Tener una buena salud mental en
la infancia y adolescencia significa alcanzar los indicadores del desarrollo
físico y emocional, así como el aprendizaje de habilidades sociales y cómo
afrontar los problemas que puedan presentarse.
Los trastornos
mentales en esta edad temprana se describen como cambios serios en su
forma habitual de aprender, comportarse o manejar las emociones, lo cual causa
angustia y problemas en las actividades diarias y el entorno social (familia,
escuela y amigos).
Los síntomas de los trastornos
mentales cambian con el tiempo a medida que la población infante crece, y
pueden incluir dificultades en la manera en que actúan (juegan, aprenden,
hablan) y se relacionan, o en cómo manejan sus emociones. Por lo general, los
síntomas comienzan en los primeros años de la infancia, aunque algunos de los
trastornos aparecen durante la adolescencia.

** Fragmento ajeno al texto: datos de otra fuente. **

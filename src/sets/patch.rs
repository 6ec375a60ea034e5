//! Multidimensional regions built from one-dimensional sets.
//!
//! A [`Patch`] is the cartesian product of one domain per named
//! coordinate; a [`PatchSet`] is a union of patches. Together they
//! describe fairly general subsets of a multidimensional value space.

use std::collections::{BTreeMap, BTreeSet};
use std::fmt::Display;

use itertools::Itertools;

use super::domain::Domain;
use super::error::SetError;
use crate::{Labeling, Name};

/// A rectangular region: one domain per named coordinate.
#[derive(Debug, Clone, PartialEq)]
pub struct Patch {
    sets: BTreeMap<Name, Domain>,
}

impl Patch {
    pub fn new<I, N, D>(coordinates: I) -> Self
    where
        I: IntoIterator<Item = (N, D)>,
        N: Into<Name>,
        D: Into<Domain>,
    {
        Self {
            sets: coordinates
                .into_iter()
                .map(|(name, domain)| (name.into(), domain.into()))
                .collect(),
        }
    }

    /// The region is empty as soon as any coordinate set is.
    pub fn is_empty(&self) -> bool {
        self.sets.values().any(Domain::is_empty)
    }

    /// Returns true if every coordinate set can be enumerated.
    pub fn is_discrete(&self) -> bool {
        self.sets.values().all(Domain::is_discrete)
    }

    pub fn coordinate(&self, name: &str) -> Option<&Domain> {
        self.sets.get(name)
    }

    /// Intersects two patches over the same coordinates.
    pub fn intersection(&self, other: &Patch) -> Result<Patch, SetError> {
        if !self.sets.keys().eq(other.sets.keys()) {
            return Err(SetError::IncompatiblePatches);
        }
        let mut sets = BTreeMap::new();
        for (name, domain) in &self.sets {
            sets.insert(name.clone(), domain.intersection(&other.sets[name])?);
        }
        Ok(Patch { sets })
    }

    /// Returns true if the point's coordinates all lie in their sets.
    /// Coordinates the patch does not know about disqualify the point.
    pub fn contains(&self, point: &Labeling) -> bool {
        point.iter().all(|(name, value)| {
            self.sets
                .get(name)
                .is_some_and(|domain| domain.contains(value))
        })
    }

    /// Enumerates the points of a discrete patch: the cartesian product
    /// of the coordinate members, coordinates in name order.
    pub fn points(&self) -> Result<impl Iterator<Item = Labeling> + '_, SetError> {
        let names: Vec<&Name> = self.sets.keys().collect();
        let members: Vec<Vec<_>> = self
            .sets
            .values()
            .map(Domain::members)
            .collect::<Result<_, _>>()?;
        Ok(members
            .into_iter()
            .map(Vec::into_iter)
            .multi_cartesian_product()
            .map(move |combination| {
                names
                    .iter()
                    .map(|n| (*n).clone())
                    .zip(combination)
                    .collect()
            }))
    }
}

impl Display for Patch {
    fn fmt(&self, f: &mut std::fmt::Formatter<'_>) -> std::fmt::Result {
        if self.is_empty() {
            return write!(f, "<empty patch>");
        }
        write!(
            f,
            "{}",
            self.sets
                .iter()
                .map(|(name, domain)| format!("{}:{}", name, domain))
                .join(" × ")
        )
    }
}

/// A union of patches.
#[derive(Debug, Clone, PartialEq, Default)]
pub struct PatchSet {
    patches: Vec<Patch>,
}

impl PatchSet {
    /// Creates a patch set; empty patches are dropped.
    pub fn new(patches: impl IntoIterator<Item = Patch>) -> Self {
        Self {
            patches: patches.into_iter().filter(|p| !p.is_empty()).collect(),
        }
    }

    pub fn is_empty(&self) -> bool {
        self.patches.is_empty()
    }

    pub fn is_discrete(&self) -> bool {
        self.patches.iter().all(Patch::is_discrete)
    }

    pub fn patches(&self) -> &[Patch] {
        &self.patches
    }

    /// Intersects pairwise and keeps the non-empty results.
    pub fn intersection(&self, other: &PatchSet) -> Result<PatchSet, SetError> {
        let mut patches = Vec::new();
        for p1 in &self.patches {
            for p2 in &other.patches {
                patches.push(p1.intersection(p2)?);
            }
        }
        Ok(PatchSet::new(patches))
    }

    /// Returns true if any patch contains the point.
    pub fn contains(&self, point: &Labeling) -> bool {
        self.patches.iter().any(|p| p.contains(point))
    }

    /// Enumerates the distinct points of a discrete patch set.
    pub fn points(&self) -> Result<impl Iterator<Item = Labeling>, SetError> {
        let mut seen: BTreeSet<Labeling> = BTreeSet::new();
        for patch in &self.patches {
            seen.extend(patch.points()?);
        }
        Ok(seen.into_iter())
    }
}

impl Display for PatchSet {
    fn fmt(&self, f: &mut std::fmt::Formatter<'_>) -> std::fmt::Result {
        if self.is_empty() {
            return write!(f, "<empty patch set>");
        }
        write!(f, "{{ {} }}", self.patches.iter().join(" ∪ "))
    }
}

#[cfg(test)]
mod tests {
    use super::*;
    use crate::sets::{DiscreteSet, Interval, IntervalSet};

    fn lab<const N: usize>(pairs: [(&str, crate::Value); N]) -> Labeling {
        pairs
            .into_iter()
            .map(|(n, v)| (n.to_owned(), v))
            .collect()
    }

    fn mixed_patches() -> (Patch, Patch, Patch, Patch) {
        let ds1 = DiscreteSet::new(["M1", "M2", "M3"]);
        let ds2 = DiscreteSet::new(["M1", "M2", "M4"]);
        let fs1 = DiscreteSet::new(["foo", "bar", "baz"]);
        let is1 = IntervalSet::from(vec![
            Interval::right_open(0.0, 4.0),
            Interval::point(6.0),
        ]);
        let is2 = IntervalSet::from(vec![Interval::open(4.0, 5.0), Interval::point(6.0)]);
        let is3 = IntervalSet::from(Interval::open(3.0, 5.0));

        (
            Patch::new([("thread", Domain::from(ds1)), ("len", Domain::from(is1))]),
            Patch::new([
                ("thread", Domain::from(ds2.clone())),
                ("len", Domain::from(is2)),
            ]),
            Patch::new([
                ("thread", Domain::from(ds2)),
                ("len", Domain::from(is3.clone())),
            ]),
            Patch::new([("thread", Domain::from(fs1)), ("len", Domain::from(is3))]),
        )
    }

    #[test]
    fn a_patch_with_a_continuous_axis_is_not_discrete() {
        let (p1, _, _, _) = mixed_patches();
        assert!(!p1.is_discrete());
        assert!(!p1.is_empty());
    }

    #[test]
    fn intersection_can_become_discrete() {
        let (p1, p2, p3, p4) = mixed_patches();

        // [0,4) ∪ {6} meets (4,5) ∪ {6} only at the point 6
        let p = p1.intersection(&p2).unwrap();
        assert!(p.is_discrete());
        assert!(!p.is_empty());

        let p = p1.intersection(&p3).unwrap();
        assert!(!p.is_discrete());
        assert!(!p.is_empty());

        // disjoint thread names
        let p = p1.intersection(&p4).unwrap();
        assert!(p.is_empty());
    }

    #[test]
    fn intersection_requires_matching_coordinates() {
        let a = Patch::new([("x", Domain::from(DiscreteSet::new([1])))]);
        let b = Patch::new([("y", Domain::from(DiscreteSet::new([1])))]);
        assert!(matches!(
            a.intersection(&b),
            Err(SetError::IncompatiblePatches)
        ));
    }

    #[test]
    fn membership() {
        let (p1, p2, _, p4) = mixed_patches();

        assert!(p1.contains(&lab([("thread", "M1".into()), ("len", 6.0.into())])));
        assert!(!p1.contains(&lab([("thread", "M1".into()), ("len", 7.0.into())])));
        assert!(!p1.contains(&lab([("thread", "M4".into()), ("len", 6.0.into())])));

        assert!(p2.contains(&lab([("thread", "M1".into()), ("len", 4.5.into())])));
        assert!(!p2.contains(&lab([("thread", "M3".into()), ("len", 6.0.into())])));

        assert!(!p4.contains(&lab([("thread", "M1".into()), ("len", 6.0.into())])));
    }

    #[test]
    fn point_iteration() {
        let (p1, p2, _, _) = mixed_patches();

        let p = p1.intersection(&p2).unwrap();
        assert_eq!(p.points().unwrap().count(), 2);

        assert!(matches!(p1.points(), Err(SetError::NotDiscrete)));
    }

    #[test]
    fn patch_set_point_iteration_deduplicates() {
        let d1 = Patch::new([
            ("x1", Domain::from(DiscreteSet::new(["A", "B", "V"]))),
            ("x2", Domain::from(DiscreteSet::new(["1", "2", "3"]))),
        ]);
        let d2 = Patch::new([
            ("x1", Domain::from(DiscreteSet::new(["C"]))),
            ("x2", Domain::from(DiscreteSet::new(["2", "3"]))),
        ]);
        let set = PatchSet::new([d1.clone(), d2]);
        assert!(set.is_discrete());
        assert_eq!(set.points().unwrap().count(), 11);

        // overlapping patches count shared points once
        let twice = PatchSet::new([d1.clone(), d1]);
        assert_eq!(twice.points().unwrap().count(), 9);
    }

    #[test]
    fn patch_set_intersection() {
        let m1 = Patch::new([
            ("x1", Domain::from(DiscreteSet::new(["A", "B", "V"]))),
            (
                "x2",
                Domain::from(IntervalSet::from(vec![
                    Interval::closed(0.0, 4.0),
                    Interval::left_open(6.0, 8.0),
                ])),
            ),
        ]);
        let m2 = Patch::new([
            ("x1", Domain::from(DiscreteSet::new(["C"]))),
            (
                "x2",
                Domain::from(IntervalSet::from(vec![
                    Interval::closed(1.0, 3.0),
                    Interval::left_open(10.0, 21.0),
                ])),
            ),
        ]);
        let m = PatchSet::new([m1, m2]);
        assert!(!m.is_discrete());
        assert!(!m.is_empty());

        let m_disc = PatchSet::new([Patch::new([
            ("x1", Domain::from(DiscreteSet::everything())),
            ("x2", Domain::from(IntervalSet::from_points([2.1]))),
        ])]);

        let reduced = m.intersection(&m_disc).unwrap();
        assert!(reduced.is_discrete());
        assert_eq!(reduced.points().unwrap().count(), 4);
    }

    #[test]
    fn empty_patch_set() {
        let empty = PatchSet::new([]);
        assert!(empty.is_empty());
        assert!(empty.is_discrete());
        assert_eq!(empty.points().unwrap().count(), 0);
    }
}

Sin un diagnóstico temprano ni
tratamiento, la población infante y joven con trastornos mentales pueden tener
problemas en casa, en la escuela y en su entorno social. Estos problemas
también pueden interferir en su desarrollo saludable y pueden continuar cuando
sean personas adultas.
Los trastornos
mentales en la infancia y adolescencia se pueden tratar y controlar.
Existen muchas opciones de tratamiento que se basan en la mejor y más
actualizada evidencia científica, de manera que las familias y los
profesionales especializados deben trabajar en estrecha colaboración.
Los
indicios de trastorno mental en la infancia y adolescencia varían según la
persona y el problema. Estas son algunas de las señales de alarma más
comunes para su detección:
·
Cambios en el estado de
ánimo. Presta atención a los
sentimientos de tristeza y al retraimiento (aislamiento), que duran al menos
dos semanas, u otros cambios del estado de ánimo notables que causen problemas
en las relaciones en casa, en la escuela o en las relaciones sociales.
·
Preocupaciones excesivas. Presta atención a los sentimientos de miedo abrumador sin motivo
aparente, a veces acompañado de aumento de la frecuencia cardíaca o
respiratoria, o los miedos intensos que puedan interferir en las actividades
diarias.
·
Cambios de conducta. Estos incluyen cambios drásticos en el comportamiento o en la
personalidad, además de comportamientos peligrosos o fuera de control. Otros
signos de advertencia son las riñas frecuentes, comportamiento negativista -
desafiante con familiares y personal docente e incurrir frecuentemente en
peleas (agresividad verbal o física).
·
Dificultad para
concentrarse. Presta atención a los
signos de dificultad para concentrarse (se distrae con facilidad, no puede
mantener la atención en tareas monótonas), permanecer quieto (se levanta
continuamente de la silla, actúa como si estuviera movido por un motor) o regularse
(actúa sin pensar, se precipita). Estos signos pueden provocar un bajo
rendimiento en la escuela.
·
Adelgazamiento
inexplicable. Disminución progresiva de
las ingestas, ejercicio físico excesivo, vómitos auto inducidos y el uso de
laxantes, pueden indicar un trastorno de la conducta alimentaria.
·
Síntomas físicos. En la infancia, los trastornos de salud mental pueden presentar dolor de
cabeza y de estómago en lugar de tristeza o ansiedad, como ocurre en las
personas adultas.
·
Daño físico. A veces, un trastorno de salud mental deriva en lesiones auto
infligidas, también llamadas autolesiones. Esto significa hacerse daño a sí
mismo de forma deliberada, por ejemplo, provocándose cortes o quemaduras.
También se pueden presentar pensamientos suicidas o intentos de suicidio.
·
Abuso de sustancias y de
nuevas tecnologías (redes sociales,
Internet, juegos, móvil…). En algunos casos puede aparecer un
consumo de drogas o alcohol para tratar de sobrellevar lo que sienten. El abuso
de las nuevas tecnologías puede ser un reflejo de la voluntad de aislarse de un
problema emocional.
*Como
siempre ante dudas de los padres que son
quienes conviven con sus hijos, visitar a los médicos, ellos sabrán curarlos.